Lifting the long-imposed veil over law enforcement misconduct, frequently covered up with the help of outmoded law shielding officers and departments from investigation, is critical but surrounded by barriers. As this Maryland Matters account shows, conscientious Maryland lawmakers are struggling again this year to chip away at the Blue Wall and bring justice to those who suffer police misconduct, sometimes including killings of the innocent.
Your legislators need to hear from you that they should join this struggle instead of looking the other way.
/By Glynis Kazanjian <> Maryland Matters/ Following setbacks in the 2019 legislative session, Maryland lawmakers went back to work this week to recraft legislation to provide greater transparency in the investigative process when complaints are made against law enforcement officers.
Under current state law, files related to officer-involved investigations are considered personnel records and are shielded from Public Information Act requests – even for the families of victims.
“We are trying to find a middle ground, and it is incredibly challenging,” House Judiciary Committee Chairman Luke V. Clippinger (D-Baltimore City) said Tuesday [Oct. 8] at a work group session attended by representatives from the Maryland Fraternal Order of Police and the Maryland Chiefs of Police and Sheriffs associations.
A slew of police-transparency bills related to officer-involved investigations were introduced by members of the Maryland General Assembly during the 90-day legislative session, which began in mid-January, but none made it into law.
Two of the bills related to officer-involved death investigations in Caroline and Montgomery counties in 2018, where officers had been cleared of wrongdoing but the victims’ families were kept in the dark during the investigative process.
In one of the cases, Gov. Lawrence J. Hogan Jr. (R) became involved so the parents of Anton Black, 19, could learn how their son died more than four months earlier.
Anton’s Law, sponsored by Del. Gabriel Acevero (D-Montgomery), would provide a complainant with a copy of the police investigative file and any prior complaints the officer received at the conclusion of the investigation.
Another bill, sponsored by Del. Erek Barron (D-Prince George’s), would have allowed for any records associated with public employee complaints of misconduct, including investigative, hearing and disciplinary files, to not be deemed personnel files and subject to mandatory denials under the Maryland Public Information Act.
Barron’s bill, which was introduced for the third year in a row, relates to a police-conduct case involving a woman who overheard a police officer on the telephone calling her the “N” word. After filing a complaint and eventually being informed the officer had been disciplined, the woman sought more information from the police investigative files to learn details about the investigation and disciplinary proceedings, but she was denied the information.
Clippinger’s bill would have provided for all police trial board hearings that are open to the public: advance notice of the hearing, an agenda, an audio recording of the hearing through a public information act request, and the findings of the hearing after final action is taken by the head of a law enforcement agency. The bill would also provide a “finding of facts,” a list of sustained charges and disciplinary action taken for an officer involved in a death investigation involving use of excessive force or violation of constitutional rights.
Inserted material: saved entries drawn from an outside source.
//! MIP construction
//!
//! Emits the cohort-indexed mixed-integer model: decision variables over the
//! index families, linear constraints for cohort balance, shipments,
//! freeze/thaw linkage, demand, trucks, labor, and the conditional integer
//! structures, plus the cost-minimizing objective.
//!
//! The model is solver-agnostic: variables, an objective [`Expression`], and
//! a list of [`Constraint`]s, handed to whichever backend the solver module
//! dispatches to. Construction order is strict — route enumeration, then
//! cohort indexing, then feature-gate inspection, then variables, constraints,
//! and the objective — so variable identity is stable for warmstart lookup.

use crate::cohorts::{CohortIndex, CohortKey, DemandKey, FreezeThawKey, IndexConfig, ShipmentKey};
use crate::planner::features::FeatureGates;
use crate::planner::problem::PlanProblem;
use crate::routing::{legs_in_use, RouteEnumerator};
use chrono::{Duration, NaiveDate};
use coldchain_core::{
    LaborDay, Network, NodeId, PlanError, PlanResult, ProductId, ProductState, Route, TruckId,
};
use good_lp::{constraint, variable, variables, Constraint, Expression, ProblemVariables, Variable};
use std::collections::BTreeMap;

/// Every decision variable, keyed by its domain index.
#[derive(Debug, Default)]
pub struct VarRegistry {
    pub production: BTreeMap<(ProductId, NaiveDate), Variable>,
    pub mix_count: BTreeMap<(ProductId, NaiveDate), Variable>,
    pub inventory: BTreeMap<CohortKey, Variable>,
    pub shipment: BTreeMap<ShipmentKey, Variable>,
    pub freeze: BTreeMap<FreezeThawKey, Variable>,
    pub thaw: BTreeMap<FreezeThawKey, Variable>,
    pub demand: BTreeMap<DemandKey, Variable>,
    pub shortage: BTreeMap<(NodeId, ProductId, NaiveDate), Variable>,
    pub labor_hours: BTreeMap<NaiveDate, Variable>,
    pub overtime: BTreeMap<NaiveDate, Variable>,
    pub non_fixed_used: BTreeMap<NaiveDate, Variable>,
    pub production_active: BTreeMap<NaiveDate, Variable>,
    pub truck_load: BTreeMap<(TruckId, NaiveDate, NodeId, ProductId), Variable>,
    pub truck_pallets: BTreeMap<(TruckId, NaiveDate, ProductId), Variable>,
    pub truck_cases: BTreeMap<(TruckId, NaiveDate, NodeId, ProductId), Variable>,
    pub truck_used: BTreeMap<(TruckId, NaiveDate), Variable>,
    pub pallet_count: BTreeMap<CohortKey, Variable>,
    pub product_produced: BTreeMap<(ProductId, NaiveDate), Variable>,
    pub product_start: BTreeMap<(ProductId, NaiveDate), Variable>,
}

/// The fully emitted model, ready for a backend.
pub struct PlanModel {
    pub vars: ProblemVariables,
    pub objective: Expression,
    pub constraints: Vec<Constraint>,
    pub registry: VarRegistry,
    pub gates: FeatureGates,
    pub index: CohortIndex,
    pub demand: BTreeMap<(NodeId, ProductId, NaiveDate), f64>,
    pub labor_days: Vec<LaborDay>,
    pub dates: Vec<NaiveDate>,
    pub mfg: NodeId,
    pub variable_count: usize,
}

impl PlanModel {
    pub fn constraint_count(&self) -> usize {
        self.constraints.len()
    }
}

/// Build the complete model for a problem. The cohort index sets are fully
/// materialized before any variable is created.
pub fn build_model(problem: &PlanProblem) -> PlanResult<PlanModel> {
    let mfg = problem.manufacturing()?;
    let rate = problem
        .network
        .node(mfg)
        .capabilities
        .production_rate_per_hour;
    if rate <= 0.0 {
        return Err(PlanError::Config(
            "manufacturing node has a non-positive production rate".into(),
        ));
    }

    let demand = problem.demand_map()?;
    let labor_days = problem.labor_days()?;
    let dates = problem.dates();

    let destinations = problem.demand_nodes()?;
    let enumerator = RouteEnumerator::new(
        &problem.network,
        mfg,
        problem.config.max_routes_per_destination,
    );
    let enumerated = enumerator.enumerate(&destinations);
    let legs = legs_in_use(&enumerated);

    let snapshot = problem.initial_inventory.as_ref().map(|i| i.snapshot_date);
    let initial = problem.resolved_initial_inventory()?;
    let index = CohortIndex::build(
        &problem.network,
        problem.start_date,
        problem.end_date,
        &demand,
        &legs,
        &initial,
        snapshot,
        &IndexConfig {
            use_batch_tracking: problem.config.use_batch_tracking,
            enforce_shelf_life: problem.config.enforce_shelf_life,
        },
    );

    let gates = FeatureGates::detect(problem);

    let mut builder = ModelBuilder {
        problem,
        network: &problem.network,
        index,
        gates,
        demand,
        labor_days,
        dates,
        mfg,
        rate,
        vars: variables!(),
        objective: Expression::from(0.0),
        constraints: Vec::new(),
        registry: VarRegistry::default(),
        flow: BTreeMap::new(),
        variable_count: 0,
    };

    builder.emit_production_and_labor()?;
    builder.emit_cohort_variables();
    builder.emit_shipments()?;
    builder.emit_freeze_thaw()?;
    builder.emit_demand()?;
    builder.emit_trucks();
    builder.emit_cohort_balances()?;
    builder.emit_storage_costs_and_capacity();

    let ModelBuilder {
        index,
        gates,
        demand,
        labor_days,
        dates,
        mfg,
        vars,
        objective,
        constraints,
        registry,
        variable_count,
        ..
    } = builder;

    Ok(PlanModel {
        vars,
        objective,
        constraints,
        registry,
        gates,
        index,
        demand,
        labor_days,
        dates,
        mfg,
        variable_count,
    })
}

struct ModelBuilder<'a> {
    problem: &'a PlanProblem,
    network: &'a Network,
    index: CohortIndex,
    gates: FeatureGates,
    demand: BTreeMap<(NodeId, ProductId, NaiveDate), f64>,
    labor_days: Vec<LaborDay>,
    dates: Vec<NaiveDate>,
    mfg: NodeId,
    rate: f64,
    vars: ProblemVariables,
    objective: Expression,
    constraints: Vec<Constraint>,
    registry: VarRegistry,
    /// Net (inflow − outflow) accumulated per cohort-day, consumed by the
    /// balance equalities at the end.
    flow: BTreeMap<CohortKey, Expression>,
    variable_count: usize,
}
Clippinger’s bill, Law Enforcement Officers – Public Information, progressed the farthest in 2019, passing in the House 117-21, but it died after a hearing in the Senate Judicial Proceedings Committee. The other bills never made it out of committee.
John Fitzgerald, first vice president of the Maryland Chiefs of Police Inc., said the police community is sympathetic to those seeking information during the investigative process, but the investigative process is long and formal.
“When bad things happen in our communities, we really need to get in front of that,” Fitzgerald said. “We also need to talk to families…talk to them as much as we can.., but we can’t divulge too much to ruin the investigation.”
Fitzgerald said a criminal investigation of the officer is conducted, then once that’s concluded, an internal administrative review begins. The process, he says, takes months.
Police are also uneasy about giving out too much personal information about a police officer that could later be found in investigative files.
Del. Vanessa Atterbeary (D-Howard), the vice chairwoman of the Judiciary Committee, said developing community trust is important, but law enforcement officers must be included.
“There’s an important balancing act,” Atterbeary said. “If something is put up on social media it will go viral and that officer will be condemned and so will their family.”
Lawmakers said they were interested in learning best practices around the country.
Clippinger said he is hopeful the work done in the last legislative session will get the group closer to passing legislation in 2020.
“We were trying to merge a lot of different ideas together,” Clippinger said. “What I came to at the end of last [session] was we really need to take a look at the larger issue – and you saw this today – you have a lot of people still trying to get the outlines of how the structure works, where the pressure points are in the system, and trying to figure out how we can best be responsive to the concerns for transparency while at the same time navigating a challenging personnel process within the police department.”
Clippinger said he will plan the next work group meeting for November to continue the discussions.